Retiring Ritter Farm
Under a gray November sky, in a rain-soaked cornfield where four generations of the Ritter family had farmed, Carol Ritter embraced her husband, Ralph, as strangers bid on equipment the couple had accrued over nearly 60 years of farming.
“Woooeee, look at that,” said auctioneer John R. Huey II of Slippery Rock, gesturing toward a wagon of assorted sale items, including hand tools, pitchforks, tow chains, ladders, old green Coke bottles, a meat scale, and stoneware crocks.
“Thirty dollar, now five, five, five, 35, now who will give me forty,” the auctioneer called out while seated at the window of an enclosure in the bed of his white pickup truck. “Forty, now five, five, five, 45, now five, five, five… Sold, $45,” Huey blared through speakers to the gathering of more than 100 bidders.
Within four hours, everything from the 50-year-old toy tractors the Ritter children played with, to the four tractors Ralph used to plow the fields, had been sold.
Facing health concerns and the demands of running the farm, Ralph Ritter, 81, and Carol Ritter, 78, are retiring from farming the Plum Boro land that’s been in Ralph’s family since 1877. They will continue to live in the frame, ranch home that Ralph, a former carpenter for Edgewater Steel, built in 1968.
Ralph Ritter holds the hose as John R. Huey II pours diesel fuel into a filter as they work on a piece of farm machinery being auctioned.
The Ritters raised four children there: two sons, Ron and Christopher, and two daughters, Sherri Ritter Siwik and Debbie Ritter Pro. Christopher Ritter died in a car accident in 1996. The Ritter children attended the sale.

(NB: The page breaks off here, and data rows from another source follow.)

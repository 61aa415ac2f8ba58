//! Monitor Configuration - endpoint set and supervisor settings as JSON
//!
//! The file is the only state that survives a monitor restart. A missing or
//! malformed file is replaced by the built-in defaults, which are written back
//! so the next start is deterministic.

use std::collections::HashSet;
use std::path::{Path, PathBuf};

use serde::{Deserialize, Serialize};
use tracing::{info, warn};

use super::defaults;
use crate::types::EndpointConfig;

// ============================================================================
// Top-Level Config
// ============================================================================

/// Root configuration for the monitor.
#[derive(Debug, Clone, PartialEq, Eq, Serialize, Deserialize)]
#[serde(rename_all = "camelCase")]
pub struct MonitorConfig {
    /// Seconds between poll passes
    #[serde(default = "default_check_interval")]
    pub check_interval_seconds: u64,

    /// Enables destructive recovery procedures during heals
    #[serde(default)]
    pub debug_mode: bool,

    /// Post-start verification probes per heal
    #[serde(default = "default_verify_attempts")]
    pub verify_attempts: u32,

    /// Seconds slept before each verification probe
    #[serde(default = "default_verify_interval")]
    pub verify_interval_seconds: u64,

    /// Monitored services
    #[serde(default)]
    pub endpoints: Vec<EndpointConfig>,
}

fn default_check_interval() -> u64 {
    defaults::CHECK_INTERVAL_SECS
}

fn default_verify_attempts() -> u32 {
    defaults::VERIFY_ATTEMPTS
}

fn default_verify_interval() -> u64 {
    defaults::VERIFY_INTERVAL_SECS
}

impl Default for MonitorConfig {
    fn default() -> Self {
        Self {
            check_interval_seconds: defaults::CHECK_INTERVAL_SECS,
            debug_mode: false,
            verify_attempts: defaults::VERIFY_ATTEMPTS,
            verify_interval_seconds: defaults::VERIFY_INTERVAL_SECS,
            endpoints: default_endpoints(),
        }
    }
}

/// Where a loaded config came from.
#[derive(Debug, Clone, Copy, PartialEq, Eq)]
pub enum ConfigSource {
    /// Parsed from the existing file
    File,
    /// File was absent; defaults were written
    DefaultsCreated,
    /// File was unreadable as config; defaults were written over it
    DefaultsAfterError,
}

impl MonitorConfig {
    /// Load from `path`, falling back to defaults on a missing or malformed file.
    ///
    /// Only an I/O failure reading an existing file is returned as an error.
    /// Failing to persist the defaults is logged and otherwise ignored.
    pub fn load_or_init(path: &Path) -> Result<(Self, ConfigSource), ConfigError> {
        let source = match Self::load_from_file(path) {
            Ok(config) => {
                info!(
                    path = %path.display(),
                    endpoints = config.endpoints.len(),
                    "Loaded monitor configuration"
                );
                return Ok((config, ConfigSource::File));
            }
            Err(ConfigError::Io(_, ref e)) if e.kind() == std::io::ErrorKind::NotFound => {
                info!(path = %path.display(), "No monitor config found, creating defaults");
                ConfigSource::DefaultsCreated
            }
            Err(e @ ConfigError::Io(..)) => return Err(e),
            Err(e) => {
                warn!(path = %path.display(), error = %e, "Invalid monitor config, falling back to defaults");
                ConfigSource::DefaultsAfterError
            }
        };

        let config = Self::default();
        if let Err(e) = config.save_to_file(path) {
            warn!(path = %path.display(), error = %e, "Failed to persist default config");
        }
        Ok((config, source))
    }

    /// Load and validate a specific file.
    pub fn load_from_file(path: &Path) -> Result<Self, ConfigError> {
        let contents = std::fs::read_to_string(path)
            .map_err(|e| ConfigError::Io(path.to_path_buf(), e))?;
        let config: Self = serde_json::from_str(&contents)
            .map_err(|e| ConfigError::Parse(path.to_path_buf(), e))?;
        config.validate()?;
        Ok(config)
    }

    /// Serialize to pretty JSON.
    pub fn to_json(&self) -> Result<String, ConfigError> {
        serde_json::to_string_pretty(self).map_err(ConfigError::Serialize)
    }

    /// Write to `path`, creating parent directories.
    pub fn save_to_file(&self, path: &Path) -> Result<(), ConfigError> {
        let contents = self.to_json()?;
        if let Some(parent) = path.parent().filter(|p| !p.as_os_str().is_empty()) {
            std::fs::create_dir_all(parent)
                .map_err(|e| ConfigError::Io(parent.to_path_buf(), e))?;
        }
        std::fs::write(path, contents).map_err(|e| ConfigError::Io(path.to_path_buf(), e))?;
        info!(path = %path.display(), "Monitor config saved");
        Ok(())
    }

    /// Validate settings and every endpoint; collects all problems.
    pub fn validate(&self) -> Result<(), ConfigError> {
        let mut errors: Vec<String> = Vec::new();

        if self.check_interval_seconds == 0 {
            errors.push("checkIntervalSeconds must be > 0".to_string());
        }
        if self.verify_attempts == 0 {
            errors.push("verifyAttempts must be > 0".to_string());
        }

        let mut seen = HashSet::new();
        for endpoint in &self.endpoints {
            if !seen.insert(endpoint.name.as_str()) {
                errors.push(format!("duplicate endpoint name '{}'", endpoint.name));
            }
            errors.extend(endpoint_errors(endpoint));
        }

        if errors.is_empty() {
            Ok(())
        } else {
            Err(ConfigError::Validation(errors))
        }
    }
}

/// Validate a single endpoint (also used by `Supervisor::add_endpoint`).
pub fn validate_endpoint(endpoint: &EndpointConfig) -> Result<(), ConfigError> {
    let errors = endpoint_errors(endpoint);
    if errors.is_empty() {
        Ok(())
    } else {
        Err(ConfigError::Validation(errors))
    }
}

fn endpoint_errors(endpoint: &EndpointConfig) -> Vec<String> {
    let mut errors = Vec::new();
    let name = if endpoint.name.trim().is_empty() {
        errors.push("endpoint name must not be empty".to_string());
        "<unnamed>"
    } else {
        endpoint.name.as_str()
    };

    match reqwest::Url::parse(&endpoint.base_url) {
        Ok(url) if matches!(url.scheme(), "http" | "https") => {}
        Ok(url) => errors.push(format!(
            "{name}: baseURL scheme must be http or https, got '{}'",
            url.scheme()
        )),
        Err(e) => errors.push(format!("{name}: invalid baseURL '{}': {e}", endpoint.base_url)),
    }
    if !endpoint.health_path.starts_with('/') {
        errors.push(format!("{name}: healthPath must start with '/'"));
    }
    if endpoint.process_match.trim().is_empty() {
        errors.push(format!("{name}: processMatch must not be empty"));
    }
    if endpoint.start_command.first().map_or(true, |p| p.trim().is_empty()) {
        errors.push(format!("{name}: startCommand must name an executable"));
    }
    if matches!(&endpoint.stop_command, Some(cmd) if cmd.is_empty()) {
        errors.push(format!("{name}: stopCommand must not be empty when set"));
    }
    if endpoint.timeout_secs == 0 {
        errors.push(format!("{name}: timeout must be > 0"));
    }
    errors
}

// ============================================================================
// Built-in Defaults
// ============================================================================

fn argv(parts: &[&str]) -> Vec<String> {
    parts.iter().map(|s| (*s).to_string()).collect()
}

/// Default endpoint set for the common local model runtimes.
pub fn default_endpoints() -> Vec<EndpointConfig> {
    let windows = cfg!(windows);

    let mut ollama = EndpointConfig::new(
        "Ollama",
        "http://localhost:11434",
        "/api/tags",
        "ollama",
        if windows { argv(&["ollama.exe", "serve"]) } else { argv(&["ollama", "serve"]) },
    );
    ollama.stop_command = Some(if windows {
        argv(&["taskkill", "/F", "/IM", "ollama.exe"])
    } else {
        argv(&["pkill", "-f", "ollama"])
    });
    ollama.port = Some(11434);
    ollama.timeout_secs = 10;

    let mut lm_studio = EndpointConfig::new(
        "LM_Studio",
        "http://localhost:1234",
        "/v1/models",
        "lmstudio",
        if windows {
            argv(&["lmstudio.exe", "server", "start"])
        } else {
            argv(&["lmstudio", "server", "start"])
        },
    );
    lm_studio.port = Some(1234);

    let mut local_ai = EndpointConfig::new(
        "LocalAI",
        "http://localhost:8080",
        "/v1/models",
        "local-ai",
        if windows {
            argv(&["local-ai.exe", "--address", ":8080"])
        } else {
            argv(&["local-ai", "--address", ":8080"])
        },
    );
    local_ai.port = Some(8080);

    // Matches every python process, so it stays off until an operator narrows it.
    let mut oobabooga = EndpointConfig::new(
        "Oobabooga",
        "http://localhost:5000",
        "/api/v1/model",
        "python",
        argv(&["python", "server.py", "--api"]),
    );
    oobabooga.port = Some(5000);
    oobabooga.timeout_secs = 8;
    oobabooga.enabled = false;

    vec![ollama, lm_studio, local_ai, oobabooga]
}

// ============================================================================
// Error Type
// ============================================================================

#[derive(Debug, thiserror::Error)]
pub enum ConfigError {
    #[error("I/O error for {}: {1}", .0.display())]
    Io(PathBuf, #[source] std::io::Error),

    #[error("Parse error in {}: {1}", .0.display())]
    Parse(PathBuf, #[source] serde_json::Error),

    #[error("Serialize error: {0}")]
    Serialize(#[source] serde_json::Error),

    #[error("Validation failed: {}", .0.join("; "))]
    Validation(Vec<String>),
}

#[cfg(test)]
mod tests {
    use super::*;
    use tempfile::tempdir;

    #[test]
    fn defaults_are_valid() {
        let config = MonitorConfig::default();
        config.validate().unwrap();
        assert_eq!(config.endpoints.len(), 4);
        assert!(!config.endpoints.iter().find(|e| e.name == "Oobabooga").unwrap().enabled);
    }

    #[test]
    fn missing_file_creates_defaults() {
        let dir = tempdir().unwrap();
        let path = dir.path().join("nested/monitor.json");

        let (config, source) = MonitorConfig::load_or_init(&path).unwrap();
        assert_eq!(source, ConfigSource::DefaultsCreated);
        assert_eq!(config, MonitorConfig::default());
        assert!(path.exists());

        // Second load reads the persisted defaults back.
        let (again, source) = MonitorConfig::load_or_init(&path).unwrap();
        assert_eq!(source, ConfigSource::File);
        assert_eq!(again, config);
    }

    #[test]
    fn malformed_file_is_replaced_with_defaults() {
        let dir = tempdir().unwrap();
        let path = dir.path().join("monitor.json");
        std::fs::write(&path, "{ not json").unwrap();

        let (config, source) = MonitorConfig::load_or_init(&path).unwrap();
        assert_eq!(source, ConfigSource::DefaultsAfterError);
        assert_eq!(config, MonitorConfig::default());

        let on_disk = MonitorConfig::load_from_file(&path).unwrap();
        assert_eq!(on_disk, config);
    }

    #[test]
    fn unreadable_path_is_an_error() {
        let dir = tempdir().unwrap();
        // A directory cannot be read as a file.
        let result = MonitorConfig::load_or_init(dir.path());
        assert!(matches!(result, Err(ConfigError::Io(..))));
    }

    #[test]
    fn validation_collects_every_problem() {
        let mut bad = EndpointConfig::new("a", "ftp://host", "health", "", vec![]);
        bad.timeout_secs = 0;
        let dup = EndpointConfig::new("a", "http://h:1", "/", "a", vec!["a".into()]);
        let config = MonitorConfig {
            check_interval_seconds: 0,
            endpoints: vec![bad, dup],
            ..MonitorConfig::default()
        };

        match config.validate() {
            Err(ConfigError::Validation(errors)) => {
                assert!(errors.iter().any(|e| e.contains("checkIntervalSeconds")));
                assert!(errors.iter().any(|e| e.contains("duplicate endpoint name 'a'")));
                assert!(errors.iter().any(|e| e.contains("scheme")));
                assert!(errors.iter().any(|e| e.contains("healthPath")));
                assert!(errors.iter().any(|e| e.contains("processMatch")));
                assert!(errors.iter().any(|e| e.contains("startCommand")));
                assert!(errors.iter().any(|e| e.contains("timeout")));
            }
            other => panic!("expected validation error, got {other:?}"),
        }
    }

    #[test]
    fn optional_settings_default_when_absent() {
        let json = r#"{ "checkIntervalSeconds": 15, "debugMode": true, "endpoints": [] }"#;
        let config: MonitorConfig = serde_json::from_str(json).unwrap();
        assert_eq!(config.check_interval_seconds, 15);
        assert!(config.debug_mode);
        assert_eq!(config.verify_attempts, defaults::VERIFY_ATTEMPTS);
        assert_eq!(config.verify_interval_seconds, defaults::VERIFY_INTERVAL_SECS);
    }
}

“All of us kids worked the farm, in many different ways,” said Sherri. “We helped pick and sell the produce (corn, tomatoes, peppers) all summer, and helped with hay, straw, and pumpkins, among other things.”
The original farm was about 39 acres, but after Ralph’s mother died in 1994, about 32 acres of the original farm were sold to a housing developer to settle the estate with his five siblings.

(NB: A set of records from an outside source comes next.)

//! model-sentinel: self-healing monitor for locally hosted model services
//!
//! Watches a set of HTTP services (inference servers and similar), probes
//! their health on a fixed interval, and restarts the OS process behind any
//! service that stops answering, bounded by a per-endpoint restart budget and
//! confirmed by a post-restart verification loop.
//!
//! ## Architecture
//!
//! - **Probe**: one HTTP GET per check, classified into a failure taxonomy
//! - **Process**: discovery by substring match, graceful-then-forced termination, detached start
//! - **Recovery**: opt-in, platform-specific destructive cleanup between terminate and start
//! - **Background**: the supervisor loop, per-endpoint heal tasks and the control surface
//! - **Storage**: recovery audit log and single-instance lock
//! - **API**: axum control API over the supervisor

pub mod api;
pub mod background;
pub mod config;
pub mod probe;
pub mod process;
pub mod recovery;
pub mod storage;
pub mod types;

// Re-export the supervisor surface
pub use background::{Supervisor, SupervisorBuilder, SupervisorError};

// Re-export configuration
pub use config::{ConfigError, MonitorConfig};

// Re-export commonly used types
pub use types::{
    EndpointConfig, EndpointState, EndpointStatus, HealOutcome, OverallHealth, StatusChange,
    StatusSummary,
};

// Re-export capabilities
pub use probe::{HealthProbe, HttpProbe, ProbeError, ProbeOutcome};
pub use process::{ProcessController, ProcessError};
pub use recovery::{RecoveryProcedure, RepairReport};
pub use storage::RecoveryLog;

Ralph and Carol Ritter continued to farm the remaining land that’s now adjacent to a development of custom-built homes.
In addition to the produce, the Ritter farm once had 22 beef cattle, and Ralph Ritter farmed an additional 100 acres of land he rented.
“Every night when we go to bed we say, ‘Thank you for the day’, Ralph said. Carol added, “We’re thankful for our lives together, our whole family, and to be here on the farm.”